Behavioral economics studies agents who are biologically limited in computational ability, willpower and pure self-interest. An important focus is how those limits interact with economic institutions and firm behavior. This reading-driven course will cover new papers that are interesting and draw attention to a topic of importance to economics. Readings will cover lab and field experiments, axiomatic models of behavioral phenomena, and welfare. Each weekly discussion will begin with a 10-minute overview, then an inspection of the paper's scientific machinery, judge whether its conclusions are justified, and speculate about the scope of its generalizability. It should help students as referees and as writers. Assignments are two 1000-word summary-critiques. Not offered 2014-15.
CNS/SS/Psy 110 abc
Cognitive Neuroscience Tools
5 units (1.5-0-3.5)
|
a = third term
This course covers tools and statistical methods used in cognitive neuroscience research. Topics vary from year to year depending on the interests of the students. Recent topics include statistical modeling for fMRI data, experimental design for fMRI, and the preprocessing of fMRI data; part a offered spring term; bc not offered 2014-15.
Psy 125
Reading and Research in Psychology
Same as Psy 25, but for graduate credit. Not available for credit toward humanities-social science requirement.
Psy/CNS 130
Introduction to Human Memory
9 units (3-0-6)
|
second term
The course offers an overview of experimental findings and theoretical issues in the study of human memory. Topics include iconic and echoic memory, working memory, spatial memory, implicit learning and memory; forgetting: facts vs. skills, memory for faces; retrieval: recall vs. recognition, context-dependent memory, semantic memory, spreading activation models and connectionist networks, memory and emotion, infantile amnesia, memory development, and amnesia. Not offered 2014-15.
CNS/Psy/Bi 131
The Psychology of Learning and Motivation
9 units (3-0-6)
|
second term
This course will serve as an introduction to basic concepts, findings, and theory from the field of behavioral psychology, covering areas such as principles of classical conditioning, blocking and conditioned inhibition, models of classical conditioning, instrumental conditioning, reinforcement schedules, punishment and avoidance learning. The course will track the development of ideas from the beginnings of behavioral psychology in the early 20th century to contemporary learning theory. Not offered 2014-15.
CNS/Bi/SS/Psy/NB 176
Cognition
12 units (6-0-6)
|
third term
The cornerstone of current progress in understanding the mind, the brain, and the relationship between the two is the study of human and animal cognition. This course will provide an in-depth survey and analysis of behavioral observations, theoretical accounts, computational models, patient data, electrophysiological studies, and brain-imaging results on mental capacities such as attention, memory, emotion, object representation, language, and cognitive development. Offered 2014-15.
Instructor:
Shimojo
SS/Psy/Bi/CNS 255
Topics in Emotion and Social Cognition
9 units (3-0-6)
|
third term
Prerequisites: Bi/CNS/NB 150 or instructor's permission.

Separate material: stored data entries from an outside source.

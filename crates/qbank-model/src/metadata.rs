//! Metadata extracted from question-bank filenames.

use std::fmt;
use std::str::FromStr;

use serde::{Deserialize, Serialize};

/// Source id assigned to files coming from a RATT (resit) session.
pub const RATT_SOURCE_ID: i64 = 4;

/// Residency rotation encoded in a filename (R1 through R4).
#[derive(Debug, Clone, Copy, PartialEq, Eq, Hash, Serialize, Deserialize)]
pub enum Rotation {
    R1,
    R2,
    R3,
    R4,
}

impl Rotation {
    /// Canonical uppercase token (e.g., "R2").
    pub fn as_str(self) -> &'static str {
        match self {
            Self::R1 => "R1",
            Self::R2 => "R2",
            Self::R3 => "R3",
            Self::R4 => "R4",
        }
    }

    /// Rotation for a digit `1..=4`, or `None` for anything else.
    pub fn from_digit(digit: char) -> Option<Self> {
        match digit {
            '1' => Some(Self::R1),
            '2' => Some(Self::R2),
            '3' => Some(Self::R3),
            '4' => Some(Self::R4),
            _ => None,
        }
    }
}

impl fmt::Display for Rotation {
    fn fmt(&self, f: &mut fmt::Formatter<'_>) -> fmt::Result {
        f.write_str(self.as_str())
    }
}

impl FromStr for Rotation {
    type Err = String;

    fn from_str(s: &str) -> Result<Self, Self::Err> {
        let trimmed = s.trim();
        let mut chars = trimmed.chars();
        match (chars.next(), chars.next(), chars.next()) {
            (Some(r), Some(digit), None) if r.eq_ignore_ascii_case(&'r') => {
                Self::from_digit(digit).ok_or_else(|| format!("invalid rotation: {trimmed}"))
            }
            _ => Err(format!("invalid rotation: {trimmed}")),
        }
    }
}

/// Everything a filename tells us about a question file.
///
/// Derived, stateless, produced fresh per filename. Absent fields mean "not
/// found", never an error.
#[derive(Debug, Clone, PartialEq, Eq, Default, Serialize, Deserialize)]
pub struct ParsedFilenameMetadata {
    /// Four-digit exam year within `[1900, current year]`.
    pub exam_year: Option<i32>,
    /// Raw course name with underscores replaced by spaces.
    pub course: Option<String>,
    /// Residency rotation token.
    pub rotation: Option<Rotation>,
    /// Whether the filename carries the RATT marker.
    pub is_ratt: bool,
    /// `RATT_SOURCE_ID` when `is_ratt` is set, absent otherwise.
    pub source_id: Option<i64>,
}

This course will cover recent findings in the psychology and neurobiology of emotion and social behavior. What role does emotion play in other cognitive processes, such as memory, attention, and decision making? What are the component processes that guide social behavior? To what extent is the processing of social information domain-specific? Readings from the current literature will emphasize functional imaging, psychophysical, and lesion studies in humans. Not offered 2014-15.